In the same area there’s a welcome desk for “Human Rights and Transitional Justice”. It was unattended but for a sign stating “This office handles only the following cases: 1. past human rights abuse under the former regime: killing, disappearance, torture and rape; 2. NGO education.”

There’s actually a Ministry of Human Rights, which is based in the Ministry of Oil. Where else could you file human rights in this country? The minister apparently wants to investigate some more recent abuses by coalition forces in Falluja and to look into conditions in the detention centre at Baghdad airport. To do the latter, I’m told, he has to ask Emperor Bremer and the governing council for authority. The Human Rights Minister has to ask permission to investigate human rights abuses. Somebody sack the script writer. He’s lost the plot.

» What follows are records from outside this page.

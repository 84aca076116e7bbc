//! olap-explorer: named OLAP operations over a title-rating star schema.
//!
//! The library half of the `olap` binary. [`olap`] holds the dispatcher and
//! everything behind it; this file is the command-line transport.

pub mod config;
pub mod olap;

use std::path::PathBuf;
use std::sync::Arc;

use clap::{ArgAction, Parser, Subcommand};
use colored::Colorize;
use itertools::Itertools;
use serde::Serialize;

use crate::config::{ConfigError, OlapConfig};
use crate::olap::{
    Bindings, CanonicalResult, Catalog, ChartInput, Dispatcher, ErrorKind, OlapError,
    QueryBuilder, Record, ResultShape, Scalar, SchemaDescriptor, Severity, ValidationReport,
};

// ---------------------------------------------------------------------------
// Command line
// ---------------------------------------------------------------------------

#[derive(Parser, Debug)]
#[command(
    name = "olap",
    version,
    about = "Run OLAP operations (roll-up, drill-down, slice, dice, pivot, correlation) against a ratings warehouse"
)]
pub struct Cli {
    #[command(subcommand)]
    pub command: Option<Commands>,

    /// Config file (default: $XDG_CONFIG_HOME/olap-explorer/config.toml)
    #[arg(long, global = true, env = "OLAP_CONFIG")]
    pub config: Option<PathBuf>,

    /// Warehouse database, overriding config and OLAP_WAREHOUSE_PATH
    #[arg(long, global = true)]
    pub warehouse: Option<PathBuf>,

    /// Machine-readable output on stdout, structured errors on stderr
    #[arg(long, global = true, alias = "robot")]
    pub json: bool,

    /// More logging (-v debug)
    #[arg(short, long, global = true, action = ArgAction::Count)]
    pub verbose: u8,

    /// Disable colored output
    #[arg(long, global = true)]
    pub no_color: bool,
}

#[derive(Subcommand, Debug, Clone, PartialEq, Eq)]
pub enum Commands {
    /// List registered operations and their aliases
    List,
    /// Run an operation and print its canonical result
    Run {
        operation: String,
        /// Value for a parameterized filter, as name=value (repeatable)
        #[arg(long = "param", value_parser = parse_binding)]
        params: Vec<(String, String)>,
    },
    /// Run an operation and print chart input for it (a table, or the chart
    /// document with --json)
    Chart { operation: String },
    /// Print the SQL an operation would run, without running it
    Sql { operation: String },
    /// Validate the warehouse against the data model
    Check,
}

fn parse_binding(raw: &str) -> Result<(String, String), String> {
    let (name, value) = raw
        .split_once('=')
        .ok_or_else(|| format!("expected name=value, got '{raw}'"))?;
    let name = name.trim();
    if name.is_empty() {
        return Err(format!("empty parameter name in '{raw}'"));
    }
    Ok((name.to_string(), value.to_string()))
}

/// Typed binding value: integers and reals are recognised, anything else is text.
fn binding_value(raw: &str) -> Scalar {
    match olap::normalize::numeric_value(&Scalar::from(raw)) {
        Scalar::Null => Scalar::from(raw),
        number => number,
    }
}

A friend taught me a new expression – “wala democracia, wala batierq” which literally means ‘neither democracy nor a water melon’ but more accurately translates as ‘democracy my arse’.

I bumped into a Brazilian journalist I know at the Conference Centre. He was waiting to interview a bloke called Derek (name changed for no real reason other than it seemed like a good idea) who was giving a lecture on the transfer of the control of the Oil for Food programme from the UN to the CPA. I stayed and waited for the interview primarily so I could get a lift back with the journalist and his translator, a very funny man who speaks perfect English and teaches me bits of Arabic.

‘Derek’ eventually came and said sorry, he couldn’t do the interview, not for at least 2 weeks and when I tell you what’s been happening you’ll understand why. Then he turned and did a Blair-esque Earnest Look and said, as if divulging a great secret, “They’re shooting at us.”

No. Are they really?

They’re shooting at us and if the Bad People found out that this is where the programme is moving to and I’ve got $8 billion here, well, for the Bad People that would be a really great bit of propaganda if they could hit us. I swear, he used the words “the Bad People’. I find people often underestimate my age: I believe it’s my fresh-faced, youthful appearance rather than my immature behaviour that does it, but I know I look more than five years old. “The Bad People”?

It’s common knowledge that the Oil for Food programme is to be operated from the Convention Centre. It’s common knowledge that some of the least desirable activities undertaken by the Civilian-Military administration are based there – see reference to Bechtel, above. It’s not as if a resistance fighter / insurgent / terrorist / Very Naughty Boy was going to refrain from hitting the Convention Centre if he was able to because he hadn’t realised the Oil for Food Scam (ah, scheme, sorry) was about to be controlled from there.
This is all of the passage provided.